There is nothing new in this. So reporters tried to "sex up" the issue as the British Broadcasting Corporation (BBC) might have put it, by picking on the Prasar Bharati Chief Executive Officer's periodic suggestion that private broadcasters should pay a universal service obligation fee to help meet Prasar Bharati's costs. The argument is that thanks to Doordarshan's reach, some 90 million Indians have bought TV sets. That is how satellite broadcasters have TV homes to target. So since they do no mandatory public service broadcasting themselves, they should underwrite the virtuous stuff that DD is forced to do.
But should DD be given more money when its accounts show that some of what was allocated last year remained unutilised? And what will it do with the additional money? Produce more virtuous stuff? Before it does that, shouldn't we see whether its public service programming is getting an audience? Roughly 75 to 100 times a day on any 24-hour DD channel you run into HIV-related spots. Can there be audience surveys to see how effective the campaign has been? Ditto for the 15,000 hours of health and family welfare programming that we are told AIR does. When other ministries finance TV software on DD they get them evaluated. A series called "Kalyani", produced by its kendras, does have some enthusiastic takers among rural women. Let the Government peg its allocations to Prasar Bharati to such evaluations and then have the gumption to fully meet its costs if indeed it is serving a purpose. All that is required is another Rs. 800 crores.
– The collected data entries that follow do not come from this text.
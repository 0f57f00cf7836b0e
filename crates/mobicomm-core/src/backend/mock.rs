//! Mock Backend
//!
//! For tests and demos. Serves a small seeded catalog, recognizes a fixed
//! subscriber list, and counts every call so tests can assert that
//! fail-closed paths made zero network requests.

use std::collections::{HashMap, HashSet};
use std::sync::Mutex;
use std::sync::atomic::{AtomicUsize, Ordering};

use async_trait::async_trait;
use rust_decimal_macros::dec;
use serde_json::{Value, json};
use uuid::Uuid;

use super::{InvoiceRequest, MobileValidation, RechargeBackend, RechargeRequest};
use crate::error::{RechargeError, Result};
use crate::identity::{MobileNumber, SessionToken};
use crate::plan::{Category, Plan};

/// Mock backend with a seeded catalog and scripted failures
pub struct MockBackend {
    subscribers: HashSet<String>,
    categories: Vec<Category>,
    plans: HashMap<i64, Vec<Plan>>,
    failing_categories: HashSet<i64>,
    fail_validation: bool,
    fail_submission: bool,
    fail_invoice: bool,

    validate_calls: AtomicUsize,
    category_calls: AtomicUsize,
    plan_calls: AtomicUsize,
    submit_calls: AtomicUsize,
    invoice_calls: AtomicUsize,

    recharges: Mutex<Vec<RechargeRequest>>,
    invoices: Mutex<Vec<InvoiceRequest>>,
}

impl Default for MockBackend {
    fn default() -> Self {
        Self::new()
    }
}

impl MockBackend {
    pub fn new() -> Self {
        let categories = vec![
            Category { category_id: 1, category_name: "Data Packs".into() },
            Category { category_id: 2, category_name: "Top-up Vouchers".into() },
            Category { category_id: 3, category_name: "OTT Packs".into() },
        ];

        let mut plans = HashMap::new();
        plans.insert(
            1,
            vec![
                Plan {
                    plan_id: 1,
                    price: dec!(199),
                    data: Some("1GB/day".into()),
                    validity: Some("24 days".into()),
                    calls: Some("Unlimited".into()),
                    benefits: None,
                },
                Plan {
                    plan_id: 3,
                    price: dec!(299),
                    data: Some("2GB/day".into()),
                    validity: Some("28 days".into()),
                    calls: Some("Unlimited".into()),
                    benefits: None,
                },
                Plan {
                    plan_id: 5,
                    price: dec!(499),
                    data: Some("3GB/day".into()),
                    validity: Some("56 days".into()),
                    calls: Some("Unlimited".into()),
                    benefits: None,
                },
            ],
        );
        plans.insert(
            2,
            vec![Plan {
                plan_id: 7,
                price: dec!(100),
                data: None,
                validity: None,
                calls: Some("₹81.75 talktime".into()),
                benefits: None,
            }],
        );
        plans.insert(
            3,
            vec![Plan {
                plan_id: 9,
                price: dec!(599),
                data: Some("2GB/day".into()),
                validity: Some("28 days".into()),
                calls: Some("Unlimited".into()),
                benefits: Some("Netflix + Hotstar".into()),
            }],
        );

        Self {
            subscribers: ["9876543210", "9123456789", "8765432109"]
                .into_iter()
                .map(str::to_string)
                .collect(),
            categories,
            plans,
            failing_categories: HashSet::new(),
            fail_validation: false,
            fail_submission: false,
            fail_invoice: false,
            validate_calls: AtomicUsize::new(0),
            category_calls: AtomicUsize::new(0),
            plan_calls: AtomicUsize::new(0),
            submit_calls: AtomicUsize::new(0),
            invoice_calls: AtomicUsize::new(0),
            recharges: Mutex::new(Vec::new()),
            invoices: Mutex::new(Vec::new()),
        }
    }

    /// Script a plan-load failure for one category
    pub fn with_failing_category(mut self, category_id: i64) -> Self {
        self.failing_categories.insert(category_id);
        self
    }

    /// Script a transport failure on validate-mobile
    pub fn with_validation_outage(mut self) -> Self {
        self.fail_validation = true;
        self
    }

    /// Script a failure on recharge submission
    pub fn with_submission_failure(mut self) -> Self {
        self.fail_submission = true;
        self
    }

    /// Script a failure on the invoice email
    pub fn with_invoice_failure(mut self) -> Self {
        self.fail_invoice = true;
        self
    }

    pub fn validate_calls(&self) -> usize {
        self.validate_calls.load(Ordering::SeqCst)
    }

    pub fn category_calls(&self) -> usize {
        self.category_calls.load(Ordering::SeqCst)
    }

    pub fn plan_calls(&self) -> usize {
        self.plan_calls.load(Ordering::SeqCst)
    }

    pub fn submit_calls(&self) -> usize {
        self.submit_calls.load(Ordering::SeqCst)
    }

    pub fn invoice_calls(&self) -> usize {
        self.invoice_calls.load(Ordering::SeqCst)
    }

    /// Recharge requests received, in order
    pub fn recharges(&self) -> Vec<RechargeRequest> {
        self.recharges.lock().unwrap().clone()
    }

    /// Invoice requests received, in order
    pub fn invoices(&self) -> Vec<InvoiceRequest> {
        self.invoices.lock().unwrap().clone()
    }
}

#[async_trait]
impl RechargeBackend for MockBackend {
    async fn validate_mobile(&self, mobile: &MobileNumber) -> Result<MobileValidation> {
        self.validate_calls.fetch_add(1, Ordering::SeqCst);
        if self.fail_validation {
            return Err(RechargeError::Network("connection refused".into()));
        }
        let token = self
            .subscribers
            .contains(mobile.as_str())
            .then(|| Uuid::new_v4().to_string());
        Ok(MobileValidation { token })
    }

    async fn categories(&self) -> Result<Vec<Category>> {
        self.category_calls.fetch_add(1, Ordering::SeqCst);
        Ok(self.categories.clone())
    }

    async fn plans(&self, category_id: i64) -> Result<Vec<Plan>> {
        self.plan_calls.fetch_add(1, Ordering::SeqCst);
        if self.failing_categories.contains(&category_id) {
            return Err(RechargeError::Backend {
                status: 500,
                message: format!("plans unavailable for category {category_id}"),
            });
        }
        Ok(self.plans.get(&category_id).cloned().unwrap_or_default())
    }

    async fn submit_recharge(
        &self,
        _token: &SessionToken,
        request: &RechargeRequest,
    ) -> Result<Value> {
        self.submit_calls.fetch_add(1, Ordering::SeqCst);
        if self.fail_submission {
            return Err(RechargeError::Backend {
                status: 502,
                message: "settlement unavailable".into(),
            });
        }
        self.recharges.lock().unwrap().push(request.clone());
        Ok(json!({
            "mobileNumber": request.mobile_number,
            "planId": request.plan_id,
            "paymentStatus": request.payment_status,
            "transactionDate": request.transaction_date,
        }))
    }

    async fn send_invoice(&self, request: &InvoiceRequest) -> Result<()> {
        self.invoice_calls.fetch_add(1, Ordering::SeqCst);
        if self.fail_invoice {
            return Err(RechargeError::Backend {
                status: 500,
                message: "mail relay down".into(),
            });
        }
        self.invoices.lock().unwrap().push(request.clone());
        Ok(())
    }

    fn name(&self) -> &str {
        "MockBackend"
    }
}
There is a simple logic in all this that seems to elude all concerned. If all that socially responsible stuff is actually being watched, advertisers would be advertising on those programmes. (Contrary to facile assumption, it's not always the top socio economic category (SEC) that advertisers target, but the second or third category because they are the ones most likely to buy aspirational products including white goods.) And if it is not being watched even in SEC C and D, why should the Government waste money on these programmes?
Outmoded notions
Governments and NGOs have one thing in common outmoded notions of what constitutes public service broadcasting or development reporting. But those whom we classify as poor and under-developed don't want to watch dreary, badly produced development stuff. They want to read and watch things which will brighten their lives and give their children a leg up.
The truth is that of the Rs. 5 crores a day that DD's 27 and AIR's 215 channels cost the public exchequer, less than a fourth is accounted for by programme-related costs. The rest goes on paying salaries and maintaining rapidly obsolete hardware. In a young industry, all programming staff in DD are over 40, get zero refresher training, and spend much of their time pushing files. And there are more babus and peons than programmers. Only one out of every 3.5 staffers in AIR are from programming, and one out of every 5.6 in Doordarshan. So you can imagine what sort of programming those 27 plus 215 channels offer.
One of the quickest ways to improve matters would be simply to decree that in the homes of all government servants, including those employed in Prasar Bharati, and all parliamentarians including ministers, no broadcasting services except those of DD and AIR should be permitted. Put our bureaucrats and politicians and their wives and kids on a strictly enforced DD diet and see how fast the broadcaster finds the money and talent to do programming that is watched.